- [REQUIRED WORK] Write out all of the entries, matching the original exactly.

- [Source data]
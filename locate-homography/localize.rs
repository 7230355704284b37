use locate_core::{Keypoint, Match};
use log::{debug, warn};
use nalgebra::{Point2, Vector2};

use crate::config::LocalizerConfig;
use crate::error::{LocalizeError, LocalizeResult};
use crate::homography::Homography;
use crate::ransac::estimate_ransac;

/// The target's bounding box mapped into the scene
#[derive(Debug, Clone, Copy, PartialEq)]
pub struct SceneCorners {
    pub top_left: Point2<f64>,
    pub top_right: Point2<f64>,
    pub bottom_right: Point2<f64>,
    pub bottom_left: Point2<f64>,
}

impl SceneCorners {
    /// Corners in clockwise order starting at the top-left one
    pub fn as_array(&self) -> [Point2<f64>; 4] {
        [
            self.top_left,
            self.top_right,
            self.bottom_right,
            self.bottom_left,
        ]
    }

    /// Arithmetic mean of the four corners
    pub fn center(&self) -> Point2<f64> {
        let sum = self
            .as_array()
            .iter()
            .fold(Vector2::<f64>::zeros(), |acc, p| acc + p.coords);
        Point2::from(sum / 4.0)
    }
}

/// Where the target was found
#[derive(Debug, Clone)]
pub struct Localization {
    /// Target-to-scene transform
    pub homography: Homography,
    pub corners: SceneCorners,
    pub center: Point2<f64>,
    /// Inlier flag per match, in match order
    pub inliers: Vec<bool>,
    pub inlier_count: usize,
}

/// Map the corners `(0,0) (w,0) (w,h) (0,h)` of a `width` x `height` target
pub fn project_corners(h: &Homography, (width, height): (u32, u32)) -> LocalizeResult<SceneCorners> {
    let (w, ht) = (width as f64, height as f64);
    let map = |x: f64, y: f64| {
        h.apply(Point2::new(x, y)).ok_or_else(|| {
            LocalizeError::Degenerate(format!("target corner ({x}, {y}) maps to infinity"))
        })
    };
    Ok(SceneCorners {
        top_left: map(0.0, 0.0)?,
        top_right: map(w, 0.0)?,
        bottom_right: map(w, ht)?,
        bottom_left: map(0.0, ht)?,
    })
}

/// Estimates where a target image lies in a scene from matched keypoints
#[derive(Debug, Clone)]
pub struct Localizer {
    cfg: LocalizerConfig,
}

impl Localizer {
    pub fn new(cfg: LocalizerConfig) -> LocalizeResult<Self> {
        cfg.validate()?;
        Ok(Self { cfg })
    }

    pub fn config(&self) -> &LocalizerConfig {
        &self.cfg
    }

    /// Locate the target in the scene.
    ///
    /// `matches` pair target keypoints (`query_idx`) with scene keypoints
    /// (`train_idx`); `target_size` is the target image's width and height.
    pub fn localize(
        &self,
        target_kps: &[Keypoint],
        scene_kps: &[Keypoint],
        matches: &[Match],
        target_size: (u32, u32),
    ) -> LocalizeResult<Localization> {
        let required = self.cfg.required_matches();
        if matches.len() < required {
            return Err(LocalizeError::TooFewMatches {
                found: matches.len(),
                required,
            });
        }

        let mut src = Vec::with_capacity(matches.len());
        let mut dst = Vec::with_capacity(matches.len());
        for (index, m) in matches.iter().enumerate() {
            match (target_kps.get(m.query_idx), scene_kps.get(m.train_idx)) {
                (Some(t), Some(s)) => {
                    src.push(Point2::new(t.x as f64, t.y as f64));
                    dst.push(Point2::new(s.x as f64, s.y as f64));
                }
                _ => {
                    return Err(LocalizeError::InvalidMatchIndex {
                        index,
                        query_idx: m.query_idx,
                        train_idx: m.train_idx,
                    })
                }
            }
        }

        let fit = estimate_ransac(&src, &dst, &self.cfg)?;
        if fit.inlier_count * 4 < matches.len() {
            warn!(
                "only {} of {} matches agree on the homography",
                fit.inlier_count,
                matches.len()
            );
        }

        let corners = project_corners(&fit.homography, target_size)?;
        let center = corners.center();
        if !(center.x.is_finite() && center.y.is_finite()) {
            return Err(LocalizeError::Degenerate("center is not finite".to_string()));
        }
        debug!(
            "localized {}x{} target: center ({:.2}, {:.2}), {}/{} inliers",
            target_size.0,
            target_size.1,
            center.x,
            center.y,
            fit.inlier_count,
            matches.len()
        );

        Ok(Localization {
            homography: fit.homography,
            corners,
            center,
            inliers: fit.inliers,
            inlier_count: fit.inlier_count,
        })
    }
}

/// One-shot localization with an explicit configuration
pub fn localize(
    target_kps: &[Keypoint],
    scene_kps: &[Keypoint],
    matches: &[Match],
    target_size: (u32, u32),
    cfg: &LocalizerConfig,
) -> LocalizeResult<Localization> {
    Localizer::new(cfg.clone())?.localize(target_kps, scene_kps, matches, target_size)
}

- [EXERCISE RESPONSE]
filename locate-homography/localize.rs
repository 7230355704284b37
use locate_core::{Keypoint, Match};
use log::{debug, warn};
use nalgebra::{Point2, Vector2};

use crate::config::LocalizerConfig;
use crate::error::{LocalizeError, LocalizeResult};
use crate::homography::Homography;
use crate::ransac::estimate_ransac;

/// The target's bounding box mapped into the scene
#[derive(Debug, Clone, Copy, PartialEq)]
pub struct SceneCorners {
    pub top_left: Point2<f64>,
    pub top_right: Point2<f64>,
    pub bottom_right: Point2<f64>,
    pub bottom_left: Point2<f64>,
}

impl SceneCorners {
    /// Corners in clockwise order starting at the top-left one
    pub fn as_array(&self) -> [Point2<f64>; 4] {
        [
            self.top_left,
            self.top_right,
            self.bottom_right,
            self.bottom_left,
        ]
    }

    /// Arithmetic mean of the four corners
    pub fn center(&self) -> Point2<f64> {
        let sum = self
            .as_array()
            .iter()
            .fold(Vector2::<f64>::zeros(), |acc, p| acc + p.coords);
        Point2::from(sum / 4.0)
    }
}

/// Where the target was found
#[derive(Debug, Clone)]
pub struct Localization {
    /// Target-to-scene transform
    pub homography: Homography,
    pub corners: SceneCorners,
    pub center: Point2<f64>,
    /// Inlier flag per match, in match order
    pub inliers: Vec<bool>,
    pub inlier_count: usize,
}

/// Map the corners `(0,0) (w,0) (w,h) (0,h)` of a `width` x `height` target
pub fn project_corners(h: &Homography, (width, height): (u32, u32)) -> LocalizeResult<SceneCorners> {
    let (w, ht) = (width as f64, height as f64);
    let map = |x: f64, y: f64| {
        h.apply(Point2::new(x, y)).ok_or_else(|| {
            LocalizeError::Degenerate(format!("target corner ({x}, {y}) maps to infinity"))
        })
    };
    Ok(SceneCorners {
        top_left: map(0.0, 0.0)?,
        top_right: map(w, 0.0)?,
        bottom_right: map(w, ht)?,
        bottom_left: map(0.0, ht)?,
    })
}

/// Estimates where a target image lies in a scene from matched keypoints
#[derive(Debug, Clone)]
pub struct Localizer {
    cfg: LocalizerConfig,
}

impl Localizer {
    pub fn new(cfg: LocalizerConfig) -> LocalizeResult<Self> {
        cfg.validate()?;
        Ok(Self { cfg })
    }

    pub fn config(&self) -> &LocalizerConfig {
        &self.cfg
    }

    /// Locate the target in the scene.
    ///
    /// `matches` pair target keypoints (`query_idx`) with scene keypoints
    /// (`train_idx`); `target_size` is the target image's width and height.
    pub fn localize(
        &self,
        target_kps: &[Keypoint],
        scene_kps: &[Keypoint],
        matches: &[Match],
        target_size: (u32, u32),
    ) -> LocalizeResult<Localization> {
        let required = self.cfg.required_matches();
        if matches.len() < required {
            return Err(LocalizeError::TooFewMatches {
                found: matches.len(),
                required,
            });
        }

        let mut src = Vec::with_capacity(matches.len());
        let mut dst = Vec::with_capacity(matches.len());
        for (index, m) in matches.iter().enumerate() {
            match (target_kps.get(m.query_idx), scene_kps.get(m.train_idx)) {
                (Some(t), Some(s)) => {
                    src.push(Point2::new(t.x as f64, t.y as f64));
                    dst.push(Point2::new(s.x as f64, s.y as f64));
                }
                _ => {
                    return Err(LocalizeError::InvalidMatchIndex {
                        index,
                        query_idx: m.query_idx,
                        train_idx: m.train_idx,
                    })
                }
            }
        }

        let fit = estimate_ransac(&src, &dst, &self.cfg)?;
        if fit.inlier_count * 4 < matches.len() {
            warn!(
                "only {} of {} matches agree on the homography",
                fit.inlier_count,
                matches.len()
            );
        }

        let corners = project_corners(&fit.homography, target_size)?;
        let center = corners.center();
        if !(center.x.is_finite() && center.y.is_finite()) {
            return Err(LocalizeError::Degenerate("center is not finite".to_string()));
        }
        debug!(
            "localized {}x{} target: center ({:.2}, {:.2}), {}/{} inliers",
            target_size.0,
            target_size.1,
            center.x,
            center.y,
            fit.inlier_count,
            matches.len()
        );

        Ok(Localization {
            homography: fit.homography,
            corners,
            center,
            inliers: fit.inliers,
            inlier_count: fit.inlier_count,
        })
    }
}

/// One-shot localization with an explicit configuration
pub fn localize(
    target_kps: &[Keypoint],
    scene_kps: &[Keypoint],
    matches: &[Match],
    target_size: (u32, u32),
    cfg: &LocalizerConfig,
) -> LocalizeResult<Localization> {
    Localizer::new(cfg.clone())?.localize(target_kps, scene_kps, matches, target_size)
}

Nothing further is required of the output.